Mason Jenkins is a visiting assistant professor of marketing in the D’Amore-McKim School of Business at Northeastern University. He completed his doctorate in cognitive psychology at Northeastern University in 2019.
Jenkins' researches consumer judgment and decision-making in services marketing as well as the broader relationship between consumer memory and behavior. He, along with his colleague Paul Fombelle, is a recipient of a Marketing Science Institute grant aimed at understanding how a firm's service recovery strategy may negatively influence consumer encoding of experiences and subsequent repurchase behavior.
Education
- Ph.D., Psychology, Northeastern University
- M.A., Psychology, Northeastern University
- B.A., Psychology & English, University of North Carolina at Chapel Hill
Awards and Recognition
- Best Paper in Track: Service Science and Retailing. American Marketing Association Winter Academic Conference (2020). “When Apology is Not the Best Policy: The Negative Impact of Apologies on Consumer Judgment and Behavior” with Paul W. Fombelle & Mary L. Steffel.
- “I’m Sorry for Not Being Sorry: An Argument for Withholding an Apology After Service Failures,” with Paul W. Fombelle. Marketing Science Institute Grant
Selected Publications
- Fombelle, P., Voorhees, C., Jenkins, M., Sidaoui, K., Benoit, S., Gruber, T., Gustaffson, A., & Abosag, I. (2020). Customer deviance: A framework, prevention strategies, and opportunities for future research. Journal of Business Research, 116, 387-400.
- Jenkins, M., & Kim, N.S. (2018). How robust is the influence of causal explanation on clinical judgments?

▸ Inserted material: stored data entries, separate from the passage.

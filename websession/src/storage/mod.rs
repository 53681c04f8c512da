mod cache_store;
mod config;
mod data_store;
mod errors;
mod file_store;
mod types;

use std::str::FromStr;
use std::sync::Arc;

pub use errors::StorageError;
pub use types::{DatabasePool, HandlerKind, HandlerOptions, SessionBackend};

pub(crate) use config::{SESSION_HANDLER_TYPE, SESSION_HANDLER_URL, SESSION_SAVE_PATH};
pub(crate) use types::FileSessionStore;

use config::DB_TABLE_SESSIONS;
use types::{DatabaseSessionStore, InMemorySessionStore, RedisSessionStore};

/// Build and open the backend for `kind`.
///
/// Missing required options and failed connectivity checks are reported here,
/// never on first use.
pub(crate) async fn open_backend(
    kind: HandlerKind,
    options: HandlerOptions,
) -> Result<Arc<dyn SessionBackend>, StorageError> {
    let backend: Arc<dyn SessionBackend> = match kind {
        HandlerKind::Files => {
            let save_path = options
                .save_path
                .unwrap_or_else(|| SESSION_SAVE_PATH.clone());
            Arc::new(FileSessionStore::new(save_path))
        }
        HandlerKind::Database => {
            let pool = options.database.ok_or_else(|| {
                StorageError::Config("The database handler requires a connection pool".to_string())
            })?;
            let table = options
                .table
                .unwrap_or_else(|| DB_TABLE_SESSIONS.clone());
            Arc::new(DatabaseSessionStore::new(pool, table)?)
        }
        HandlerKind::Redis => {
            let client = options.redis.ok_or_else(|| {
                StorageError::Config("The redis handler requires a redis client".to_string())
            })?;
            Arc::new(RedisSessionStore::new(client))
        }
        HandlerKind::Memory => Arc::new(InMemorySessionStore::new()),
    };

    backend.init().await.map_err(|e| {
        tracing::error!("Failed to open {} session backend: {}", backend.name(), e);
        e
    })?;

    tracing::info!("Opened session backend: {}", backend.name());
    Ok(backend)
}

impl HandlerOptions {
    /// Options for `kind` derived from a single URL, as found in
    /// `SESSION_HANDLER_URL`. Pools are created lazily; `open_backend` performs
    /// the first round-trip.
    pub fn from_url(kind: HandlerKind, url: Option<&str>) -> Result<Self, StorageError> {
        let mut options = Self::default();
        match (kind, url) {
            (HandlerKind::Files, Some(path)) => options.save_path = Some(path.into()),
            (HandlerKind::Files | HandlerKind::Memory, _) => {}
            (HandlerKind::Database, Some(url)) if url.starts_with("sqlite:") => {
                let opts = sqlx::sqlite::SqliteConnectOptions::from_str(url)?
                    .create_if_missing(true);
                options.database = Some(DatabasePool::Sqlite(
                    sqlx::sqlite::SqlitePool::connect_lazy_with(opts),
                ));
            }
            (HandlerKind::Database, Some(url))
                if url.starts_with("postgres:") || url.starts_with("postgresql:") =>
            {
                options.database = Some(DatabasePool::Postgres(sqlx::PgPool::connect_lazy(url)?));
            }
            (HandlerKind::Database, Some(url)) => {
                return Err(StorageError::Config(format!(
                    "Unsupported database url: {url}. Supported schemes are 'sqlite:' and 'postgres:'"
                )));
            }
            (HandlerKind::Redis, Some(url)) => options.redis = Some(redis::Client::open(url)?),
            (HandlerKind::Database | HandlerKind::Redis, None) => {}
        }
        Ok(options)
    }
}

Assessments in structured clinical interviews. Journal of Psychology, 152(2), 96-109.
- Larrauri, J., Kelley, L., Jenkins, M., Westman, E., Schmajuk, N., Rosenthal, M., & Levin, E. (2014). Meclizine enhancement of sensorimotor gating in healthy male subjects with high startle responses and low prepulse inhibition. Neuropsychopharmacology, 39(3), 651-659.